● What the exercise asks: Go through the entries below. Copy out every line that contains "harness".

- Opening Delimiter -

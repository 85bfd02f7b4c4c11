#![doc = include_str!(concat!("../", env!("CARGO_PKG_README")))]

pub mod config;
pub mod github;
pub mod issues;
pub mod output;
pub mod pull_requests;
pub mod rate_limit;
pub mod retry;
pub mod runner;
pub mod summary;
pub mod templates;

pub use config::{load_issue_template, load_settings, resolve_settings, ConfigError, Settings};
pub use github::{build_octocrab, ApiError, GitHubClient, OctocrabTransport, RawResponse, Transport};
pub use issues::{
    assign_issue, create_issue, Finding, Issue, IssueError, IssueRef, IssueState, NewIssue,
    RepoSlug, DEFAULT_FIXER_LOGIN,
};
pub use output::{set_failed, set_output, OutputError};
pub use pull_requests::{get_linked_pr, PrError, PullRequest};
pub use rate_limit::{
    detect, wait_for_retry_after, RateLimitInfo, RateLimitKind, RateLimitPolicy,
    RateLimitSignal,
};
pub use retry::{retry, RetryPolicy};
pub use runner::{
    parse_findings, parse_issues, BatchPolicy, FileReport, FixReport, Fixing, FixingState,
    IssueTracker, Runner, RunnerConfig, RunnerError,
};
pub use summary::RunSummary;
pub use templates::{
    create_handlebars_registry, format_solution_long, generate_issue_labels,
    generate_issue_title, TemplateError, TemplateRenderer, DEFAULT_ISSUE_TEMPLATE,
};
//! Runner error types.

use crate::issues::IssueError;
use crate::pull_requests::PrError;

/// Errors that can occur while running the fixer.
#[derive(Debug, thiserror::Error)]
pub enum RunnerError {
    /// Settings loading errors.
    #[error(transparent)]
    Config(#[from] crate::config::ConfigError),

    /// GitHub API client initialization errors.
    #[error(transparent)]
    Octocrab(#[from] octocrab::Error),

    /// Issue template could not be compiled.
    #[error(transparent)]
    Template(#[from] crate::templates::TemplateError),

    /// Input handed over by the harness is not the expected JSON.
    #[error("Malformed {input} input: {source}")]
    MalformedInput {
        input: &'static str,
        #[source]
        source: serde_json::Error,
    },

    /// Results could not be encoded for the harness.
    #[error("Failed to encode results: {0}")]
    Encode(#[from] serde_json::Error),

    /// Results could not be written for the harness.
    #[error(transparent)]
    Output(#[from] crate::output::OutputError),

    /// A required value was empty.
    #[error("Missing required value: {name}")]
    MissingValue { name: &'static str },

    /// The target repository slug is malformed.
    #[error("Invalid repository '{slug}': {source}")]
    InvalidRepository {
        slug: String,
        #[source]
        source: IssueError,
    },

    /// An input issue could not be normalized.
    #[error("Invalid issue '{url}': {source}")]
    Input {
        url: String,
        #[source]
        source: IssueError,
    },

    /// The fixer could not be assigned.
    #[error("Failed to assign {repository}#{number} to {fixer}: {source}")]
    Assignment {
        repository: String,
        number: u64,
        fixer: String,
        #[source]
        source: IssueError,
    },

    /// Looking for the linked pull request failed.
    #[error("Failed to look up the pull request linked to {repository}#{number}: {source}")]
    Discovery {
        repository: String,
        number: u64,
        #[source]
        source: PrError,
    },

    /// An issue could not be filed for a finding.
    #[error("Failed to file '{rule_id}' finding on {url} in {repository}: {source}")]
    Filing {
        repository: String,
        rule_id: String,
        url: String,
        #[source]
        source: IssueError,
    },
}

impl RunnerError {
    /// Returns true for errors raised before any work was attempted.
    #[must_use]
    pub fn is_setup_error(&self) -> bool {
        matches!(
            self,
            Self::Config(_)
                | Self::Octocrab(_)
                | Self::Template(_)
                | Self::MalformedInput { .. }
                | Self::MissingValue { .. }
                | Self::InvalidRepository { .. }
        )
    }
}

- Closing Delimiter -

● Output:
    /// Input handed over by the harness is not the expected JSON.
    /// Results could not be encoded for the harness.
    /// Results could not be written for the harness.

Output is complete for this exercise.